Definitions of vulgar: Lacking sophistication or good taste. Crude, coarse, unrefined. Indecent; obscene; lewd.

These patrons of art and literature, who head foundations and charities, educated at the most revered institutions, well traveled, highly connected, and disciplined in conduct and manner by generation after generation of family, are turning on the tube, flipping a magazine, and being pulled into the same fantasies as the mass illiterate. The issue with Old Money today is that their money may be substantial, but they are being toppled by newer and bigger money, and losing their once revered status.
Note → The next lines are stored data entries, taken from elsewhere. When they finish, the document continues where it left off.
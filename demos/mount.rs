//! Serve a disksimfs session through FUSE.
//!
//! cargo run --features fuse --example mount -- /mnt/slow -o read_delay=50

use std::path::PathBuf;

use clap::Parser;
use disksimfs::{fuse, DisksimFsType};

#[derive(Parser)]
#[command(about = "Mount an in-memory filesystem with injected I/O latency")]
struct Args {
    /// Directory to mount on
    mountpoint: PathBuf,
    /// Mount options, e.g. `mode=700,read_delay=50,write_delay=20`
    #[arg(short = 'o', long, default_value = "")]
    options: String,
}

fn main() -> Result<(), Box<dyn std::error::Error>> {
    env_logger::init();
    let args = Args::parse();
    let sb = DisksimFsType::default().mount(&args.options)?;
    fuse::mount(sb, &args.mountpoint)?;
    Ok(())
}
In order to stay socially relevant, to stay connected to "the good life" they have been accustom, they must rub shoulders with the newly affluent (the polite way of saying the nouveaux-riches). Of course, new money adores the spotlight and lots of bling.
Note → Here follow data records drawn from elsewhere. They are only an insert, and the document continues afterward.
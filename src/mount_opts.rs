//! Mount option parsing and `/proc/mounts` style display.
//!
//! Options are comma separated `key=value` pairs:
//!
//! - `mode=<octal>`: permission bits of the root directory (default `0755`)
//! - `read_delay=<ms>`: delay injected before every read (default `0`)
//! - `write_delay=<ms>`: delay injected before every write (default `0`)

use alloc::{format, string::String, vec::Vec};

use log::warn;
use serde::{Deserialize, Serialize};

use crate::common::{DisksimError, DisksimPermission, DisksimResult};

pub const DISKSIMFS_DEFAULT_MODE: u32 = 0o755;
pub const DISKSIMFS_DEFAULT_READ_DELAY: u32 = 0;
pub const DISKSIMFS_DEFAULT_WRITE_DELAY: u32 = 0;

/// What to do with a key the parser does not recognize.
#[derive(Debug, Default, Clone, Copy, PartialEq, Eq)]
pub enum UnknownOptionPolicy {
    /// Skip it with a warning.
    #[default]
    Ignore,
    /// Fail the whole parse.
    Reject,
}

#[derive(Debug, Clone, Copy, PartialEq, Eq, Serialize, Deserialize)]
pub struct MountOpts {
    /// Root directory permission bits, already masked.
    pub mode: u32,
    /// Milliseconds every read waits before touching content.
    pub read_delay: u32,
    /// Milliseconds every write waits before touching content.
    pub write_delay: u32,
}

impl Default for MountOpts {
    fn default() -> Self {
        Self {
            mode: DISKSIMFS_DEFAULT_MODE,
            read_delay: DISKSIMFS_DEFAULT_READ_DELAY,
            write_delay: DISKSIMFS_DEFAULT_WRITE_DELAY,
        }
    }
}

enum Token {
    Mode,
    ReadDelay,
    WriteDelay,
}

impl Token {
    fn match_key(key: &str) -> Option<Self> {
        match key {
            "mode" => Some(Token::Mode),
            "read_delay" => Some(Token::ReadDelay),
            "write_delay" => Some(Token::WriteDelay),
            _ => None,
        }
    }
}

impl MountOpts {
    /// Parse an option string, ignoring unknown keys.
    pub fn parse(data: &str) -> DisksimResult<Self> {
        Self::parse_with(data, UnknownOptionPolicy::Ignore)
    }

    pub fn parse_with(data: &str, policy: UnknownOptionPolicy) -> DisksimResult<Self> {
        let mut opts = MountOpts::default();

        for p in data.split(',') {
            if p.is_empty() {
                continue;
            }
            let (key, value) = match p.split_once('=') {
                Some((key, value)) => (key, Some(value)),
                None => (p, None),
            };
            let token = match Token::match_key(key) {
                Some(token) => token,
                None => {
                    if policy == UnknownOptionPolicy::Reject {
                        return Err(DisksimError::Config(format!("unknown option `{}`", p)));
                    }
                    warn!("disksimfs: ignoring unknown mount option `{}`", p);
                    continue;
                }
            };
            let value = value.ok_or_else(|| DisksimError::Config(format!("`{}` needs a value", key)))?;
            match token {
                Token::Mode => {
                    let mode = match_octal(value)
                        .ok_or_else(|| DisksimError::Config(format!("bad mode `{}`", value)))?;
                    opts.mode = DisksimPermission::from_mode_masked(mode).bits();
                }
                Token::ReadDelay => opts.read_delay = match_delay(key, value)?,
                Token::WriteDelay => opts.write_delay = match_delay(key, value)?,
            }
        }
        Ok(opts)
    }

    /// Only the options that differ from their defaults, canonical order.
    pub fn show_options(&self) -> String {
        let mut parts = Vec::new();
        if self.mode != DISKSIMFS_DEFAULT_MODE {
            parts.push(format!("mode={:o}", self.mode));
        }
        if self.read_delay != DISKSIMFS_DEFAULT_READ_DELAY {
            parts.push(format!("read_delay={}", self.read_delay));
        }
        if self.write_delay != DISKSIMFS_DEFAULT_WRITE_DELAY {
            parts.push(format!("write_delay={}", self.write_delay));
        }
        parts.join(",")
    }
}

fn match_octal(s: &str) -> Option<u32> {
    if s.is_empty() || !s.bytes().all(|b| (b'0'..=b'7').contains(&b)) {
        return None;
    }
    u32::from_str_radix(s, 8).ok()
}

fn match_delay(key: &str, s: &str) -> DisksimResult<u32> {
    // Delays are stored like a C int: non-negative and at most i32::MAX.
    let bad = || DisksimError::Config(format!("bad {} `{}`", key, s));
    if s.is_empty() || !s.bytes().all(|b| b.is_ascii_digit()) {
        return Err(bad());
    }
    let ms: u32 = s.parse().map_err(|_| bad())?;
    if ms > i32::MAX as u32 {
        return Err(bad());
    }
    Ok(ms)
}

impl core::fmt::Display for MountOpts {
    fn fmt(&self, f: &mut core::fmt::Formatter<'_>) -> core::fmt::Result {
        f.write_str(&self.show_options())
    }
}

impl core::str::FromStr for MountOpts {
    type Err = DisksimError;

    fn from_str(s: &str) -> Result<Self, Self::Err> {
        Self::parse(s)
    }
}

impl MountOpts {
    /// Serialize the effective configuration, defaults included.
    pub fn to_json(&self) -> DisksimResult<String> {
        crate::common::to_json(self)
    }
}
"People of uncultivated taste are apt to fancy distortions; to exaggerate rather than modify the prevailing fashions ... The woman of uncultivated taste has no more sense of moderation than the Queen of the Cannibals ... She despises sensible clothing; she also despises plain fabrics and untrimmed models. She also cares little (apparently) for staying at home, since she is perpetually seen at restaurants and at every public entertainment. The food she orders is rich, the appearance she makes is rich; in fact, to see her often is like nothing so much as being forced to eat a large amount of butter-plain." -Emily Post

The society matrons of long ago, got a tickle from reading about their parties in the press, maybe seeing an illustration and/or photo of themselves here and there. Anything more than that would have been considered indecent. Now, with technology being what it is, and the desire for visibility being what it is (thanks to sites like Facebook, Instagram and Twitter), a beast has been fed and the hunger has only increased for those that can afford to pay for the publicity. Vulgarity is simply the new style and many from Old Money families have fallen into the snare, without having the collective capacity to educate the next generation on the merits of living more cultivated lives. 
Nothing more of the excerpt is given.